On Tue, 2012-11-06 at 20:39 -0500, Dave Jones wrote:
> On Tue, Nov 06, 2012 at 04:15:35PM -0800, Julius Werner wrote:
>  > tcp_recvmsg contains a sanity check that WARNs when there is a gap
>  > between the socket's copied_seq and the first buffer in the
>  > sk_receive_queue. In theory, the TCP stack makes sure that This Should
>  > Never Happen (TM)... however, practice shows that there are still a few
>  > bug reports from it out there (and one in my inbox).
>  > 
>  > Unfortunately, when it does happen for whatever reason, the situation
>  > is not handled very well: the kernel logs a warning and breaks out of
>  > the loop that walks the receive queue. It proceeds to find nothing else
>  > to do on the socket and hits sk_wait_data, which cannot block because
>  > the receive queue is not empty. As no data was read, the outer while
>  > loop repeats (logging the same warning again) ad infinitum until the
>  > system's syslog exhausts all available hard drive capacity.
>  > 
>  > This patch improves that behavior by going straight to a proper kernel
>  > crash.
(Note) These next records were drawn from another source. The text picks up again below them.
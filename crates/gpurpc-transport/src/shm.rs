//! Shared-memory mailbox transport.
//!
//! Each port header carries two sequence numbers. The device bumps `request`
//! after writing its packets; the host copies `request` into `response` when
//! it closes the port. A port is pending while the two differ. `lock` keeps
//! concurrent host dispatchers off the same port and `claim` does the same
//! for device-side callers.

use std::marker::PhantomData;
use std::sync::atomic::{AtomicU32, AtomicU64, Ordering};

use gpurpc_protocol::wire::{self, CLIENT_SYMBOL, HEADER_SIZE};
use gpurpc_protocol::Packet;
use tracing::trace;

use crate::channel::{Port, ServerView, Transport};

#[repr(C, align(64))]
pub(crate) struct PortHeader {
    pub(crate) request: AtomicU32,
    pub(crate) response: AtomicU32,
    pub(crate) lock: AtomicU32,
    pub(crate) claim: AtomicU32,
    pub(crate) opcode: AtomicU32,
    _reserved: u32,
    pub(crate) mask: AtomicU64,
}

const _: () = assert!(std::mem::size_of::<PortHeader>() == HEADER_SIZE);

/// Raw accessors over a channel buffer, shared by the host and simulated
/// device ends.
#[derive(Debug, Clone, Copy)]
pub(crate) struct RawChannel {
    base: *mut u8,
    port_count: u32,
}

impl RawChannel {
    /// # Safety
    ///
    /// `base` must point to a zero-initialized or previously used channel
    /// buffer of at least `allocation_size(lane_size, port_count)` bytes for
    /// every lane size later passed to [`RawChannel::packet`].
    pub(crate) unsafe fn new(base: *mut u8, port_count: u32) -> Self {
        Self { base, port_count }
    }

    pub(crate) fn port_count(&self) -> u32 {
        self.port_count
    }

    pub(crate) fn base_addr(&self) -> usize {
        self.base as usize
    }

    /// # Safety
    ///
    /// `port < port_count` and the buffer must still be live.
    pub(crate) unsafe fn header<'a>(&self, port: u32) -> &'a PortHeader {
        // SAFETY: headers are 64-byte aligned because the base is, and the
        // buffer is large enough per the constructor contract.
        unsafe { &*(self.base.add(wire::header_offset(port)) as *const PortHeader) }
    }

    /// # Safety
    ///
    /// `port < port_count`, `lane < lane_size` and the buffer must still be live.
    pub(crate) unsafe fn packet(&self, lane_size: u32, port: u32, lane: u32) -> *mut Packet {
        let offset = wire::packet_offset(self.port_count, lane_size, port, lane);
        // SAFETY: in bounds per the constructor contract.
        unsafe { self.base.add(offset) as *mut Packet }
    }
}

/// Call `f` for each lane set in `mask`.
pub(crate) fn for_each_lane(lane_size: u32, mask: u64, mut f: impl FnMut(u32)) {
    for lane in 0..lane_size.min(64) {
        if mask & (1u64 << lane) != 0 {
            f(lane);
        }
    }
}

/// The in-tree channel transport over host-visible shared memory.
#[derive(Debug, Default, Clone, Copy)]
pub struct ShmTransport;

impl ShmTransport {
    pub fn new() -> Self {
        Self
    }
}

impl Transport for ShmTransport {
    fn name(&self) -> &'static str {
        "shm"
    }

    fn client_symbol(&self) -> Option<&'static str> {
        Some(CLIENT_SYMBOL)
    }

    fn allocation_size(&self, lane_size: u32, port_count: u32) -> usize {
        wire::allocation_size(lane_size, port_count)
    }

    fn reset(&self, view: &ServerView) {
        if view.size() == 0 {
            return;
        }
        // SAFETY: the view constructor guarantees `size` live bytes at `buffer`.
        unsafe {
            std::ptr::write_bytes(view.buffer().addr() as *mut u8, 0, view.size());
        }
    }

    fn try_open<'a>(&'a self, view: &'a ServerView, lane_size: u32) -> Option<Box<dyn Port + 'a>> {
        if view.size() < wire::allocation_size(lane_size, view.port_count()) {
            return None;
        }
        // SAFETY: the size check above covers every header and packet.
        let channel = unsafe { RawChannel::new(view.buffer().addr() as *mut u8, view.port_count()) };

        for index in 0..channel.port_count() {
            // SAFETY: index < port_count.
            let header = unsafe { channel.header(index) };
            if header.request.load(Ordering::Acquire) == header.response.load(Ordering::Relaxed) {
                continue;
            }
            if header
                .lock
                .compare_exchange(0, 1, Ordering::Acquire, Ordering::Relaxed)
                .is_err()
            {
                continue;
            }

            // Another dispatcher may have finished this exchange before we locked.
            let seq = header.request.load(Ordering::Acquire);
            if seq == header.response.load(Ordering::Acquire) {
                header.lock.store(0, Ordering::Release);
                continue;
            }

            let port = ShmPort {
                header,
                // SAFETY: lane 0 of a valid port.
                packets: unsafe { channel.packet(lane_size, index, 0) },
                index,
                lane_size,
                seq,
                opcode: header.opcode.load(Ordering::Relaxed),
                mask: header.mask.load(Ordering::Relaxed),
                _view: PhantomData,
            };
            trace!(port = index, seq, opcode = port.opcode, "opened port");
            return Some(Box::new(port));
        }
        None
    }
}

struct ShmPort<'a> {
    header: &'a PortHeader,
    packets: *mut Packet,
    index: u32,
    lane_size: u32,
    seq: u32,
    opcode: u32,
    mask: u64,
    _view: PhantomData<&'a ServerView>,
}

impl ShmPort<'_> {
    fn lane_packet(&mut self, lane: u32) -> &mut Packet {
        // SAFETY: the port is locked, so the device does not touch its packets
        // until close; lane < lane_size.
        unsafe { &mut *self.packets.add(lane as usize) }
    }
}

impl Port for ShmPort<'_> {
    fn index(&self) -> u32 {
        self.index
    }

    fn opcode(&self) -> u32 {
        self.opcode
    }

    fn lane_mask(&self) -> u64 {
        self.mask
    }

    fn lane_size(&self) -> u32 {
        self.lane_size
    }

    fn recv(&mut self, f: &mut dyn FnMut(&Packet, u32)) {
        let (lane_size, mask) = (self.lane_size, self.mask);
        for_each_lane(lane_size, mask, |lane| f(&*self.lane_packet(lane), lane));
    }

    fn send(&mut self, f: &mut dyn FnMut(&mut Packet, u32)) {
        let (lane_size, mask) = (self.lane_size, self.mask);
        for_each_lane(lane_size, mask, |lane| f(self.lane_packet(lane), lane));
    }

    fn recv_and_send(&mut self, f: &mut dyn FnMut(&mut Packet, u32)) {
        self.send(f);
    }
}

impl Drop for ShmPort<'_> {
    fn drop(&mut self) {
        self.header.response.store(self.seq, Ordering::Release);
        self.header.lock.store(0, Ordering::Release);
        trace!(port = self.index, seq = self.seq, "closed port");
    }
}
The cause of the error can be identified right away and the
>  > system's hard drive is not unnecessarily strained.
>  > 
>  > Signed-off-by: Julius Werner <jwerner@...omium.org>
>  > ---
>  >  net/ipv4/tcp.c |    2 +-
>  >  1 files changed, 1 insertions(+), 1 deletions(-)
>  > 
>  > diff --git a/net/ipv4/tcp.c b/net/ipv4/tcp.c
>  > index 197c000..fcb0927 100644
>  > --- a/net/ipv4/tcp.c
>  > +++ b/net/ipv4/tcp.c
>  > @@ -1628,7 +1628,7 @@ int tcp_recvmsg(struct kiocb *iocb, struct sock *sk, struct msghdr *msg,
>  >  				 "recvmsg bug: copied %X seq %X rcvnxt %X fl %X\n",
>  >  				 *seq, TCP_SKB_CB(skb)->seq, tp->rcv_nxt,
>  >  				 flags))
>  > -				break;
>  > +				BUG();
>  >  
>  >  			offset = *seq - TCP_SKB_CB(skb)->seq;
>  >  			if (tcp_hdr(skb)->syn)
> 
> We've had reports of this WARN against the Fedora kernel for a while.
> Had this been immediately followed by a BUG(), we'd have never seen those traces at all,
> and just got "my machine just locked up" reports instead.
> 
> The proper fix here is to find out why we're getting into this state.

Yes, but there is no need to fill syslog over and over.

In fact, some drivers are buggy and can overwrite skbs.

Thats also a security issue, as payload can be changed without notice
(unless SSL or application checksums are done, see commit
abf02cfc179bb4bd for an example)

Quite frankly BUG_ON() here is the only way we can fix bugs instead of
being lazy.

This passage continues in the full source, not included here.